EXERCISE DIRECTIONS:
Among the entries that follow, find the lines containing the string "SymptomEntryTask" and copy them.

Source records:
++++++++++
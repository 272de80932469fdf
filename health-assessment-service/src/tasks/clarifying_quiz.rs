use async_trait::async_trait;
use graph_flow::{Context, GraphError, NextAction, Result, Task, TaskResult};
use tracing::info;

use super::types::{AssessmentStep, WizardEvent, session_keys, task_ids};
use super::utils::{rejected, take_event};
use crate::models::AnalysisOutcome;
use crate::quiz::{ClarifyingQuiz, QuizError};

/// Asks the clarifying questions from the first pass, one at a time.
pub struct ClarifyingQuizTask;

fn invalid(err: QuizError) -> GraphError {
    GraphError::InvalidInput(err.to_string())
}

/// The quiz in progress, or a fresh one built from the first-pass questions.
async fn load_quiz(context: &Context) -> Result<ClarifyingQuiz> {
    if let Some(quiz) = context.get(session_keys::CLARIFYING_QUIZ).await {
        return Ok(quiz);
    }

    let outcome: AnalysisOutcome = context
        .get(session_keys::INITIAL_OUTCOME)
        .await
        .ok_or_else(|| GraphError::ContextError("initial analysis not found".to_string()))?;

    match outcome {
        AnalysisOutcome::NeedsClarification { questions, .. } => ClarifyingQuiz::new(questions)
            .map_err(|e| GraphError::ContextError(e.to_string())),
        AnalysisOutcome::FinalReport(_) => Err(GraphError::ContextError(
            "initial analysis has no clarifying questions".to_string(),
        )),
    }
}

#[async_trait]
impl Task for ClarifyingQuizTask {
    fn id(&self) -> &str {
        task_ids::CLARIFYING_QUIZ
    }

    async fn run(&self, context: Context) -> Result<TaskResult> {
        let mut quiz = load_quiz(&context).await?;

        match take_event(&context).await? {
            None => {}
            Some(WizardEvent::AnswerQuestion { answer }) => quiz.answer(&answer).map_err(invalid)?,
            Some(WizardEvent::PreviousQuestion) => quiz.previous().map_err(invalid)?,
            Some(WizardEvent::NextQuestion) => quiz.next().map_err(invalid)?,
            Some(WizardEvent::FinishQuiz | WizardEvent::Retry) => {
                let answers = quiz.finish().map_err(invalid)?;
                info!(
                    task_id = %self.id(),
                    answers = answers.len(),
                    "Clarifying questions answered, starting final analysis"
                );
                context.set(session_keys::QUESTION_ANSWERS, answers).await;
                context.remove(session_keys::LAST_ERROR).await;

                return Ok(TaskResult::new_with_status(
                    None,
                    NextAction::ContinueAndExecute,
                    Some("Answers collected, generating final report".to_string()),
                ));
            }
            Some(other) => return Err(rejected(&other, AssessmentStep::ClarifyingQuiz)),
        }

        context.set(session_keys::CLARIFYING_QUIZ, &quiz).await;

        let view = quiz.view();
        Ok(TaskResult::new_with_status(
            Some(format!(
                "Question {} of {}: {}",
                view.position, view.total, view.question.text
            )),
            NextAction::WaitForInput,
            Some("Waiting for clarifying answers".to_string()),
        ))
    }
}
++++++++++
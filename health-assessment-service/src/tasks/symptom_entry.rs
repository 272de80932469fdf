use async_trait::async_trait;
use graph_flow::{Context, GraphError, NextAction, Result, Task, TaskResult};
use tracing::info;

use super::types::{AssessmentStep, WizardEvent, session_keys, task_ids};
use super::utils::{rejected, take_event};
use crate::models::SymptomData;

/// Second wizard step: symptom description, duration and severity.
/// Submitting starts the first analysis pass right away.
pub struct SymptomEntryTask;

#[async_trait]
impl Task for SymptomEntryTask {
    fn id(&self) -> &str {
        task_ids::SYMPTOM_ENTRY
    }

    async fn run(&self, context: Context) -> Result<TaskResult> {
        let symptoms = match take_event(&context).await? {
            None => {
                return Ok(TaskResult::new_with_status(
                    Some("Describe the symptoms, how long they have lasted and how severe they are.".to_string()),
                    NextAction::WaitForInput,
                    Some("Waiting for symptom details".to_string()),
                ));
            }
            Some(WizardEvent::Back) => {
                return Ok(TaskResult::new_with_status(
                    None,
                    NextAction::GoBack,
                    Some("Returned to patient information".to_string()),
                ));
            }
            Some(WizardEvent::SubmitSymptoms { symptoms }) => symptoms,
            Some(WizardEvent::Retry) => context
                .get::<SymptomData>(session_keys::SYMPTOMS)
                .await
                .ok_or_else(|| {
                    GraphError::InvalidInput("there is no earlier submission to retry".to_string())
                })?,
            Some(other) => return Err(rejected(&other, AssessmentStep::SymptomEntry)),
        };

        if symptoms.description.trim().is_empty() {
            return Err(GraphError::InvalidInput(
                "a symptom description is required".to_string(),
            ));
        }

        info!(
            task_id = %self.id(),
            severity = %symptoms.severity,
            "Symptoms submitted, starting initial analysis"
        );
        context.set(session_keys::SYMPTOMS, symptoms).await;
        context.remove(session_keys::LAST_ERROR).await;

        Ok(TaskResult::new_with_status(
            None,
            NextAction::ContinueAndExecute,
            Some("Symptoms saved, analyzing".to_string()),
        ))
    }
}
++++++++++
RESPONSE AREA:
pub struct SymptomEntryTask;
impl Task for SymptomEntryTask {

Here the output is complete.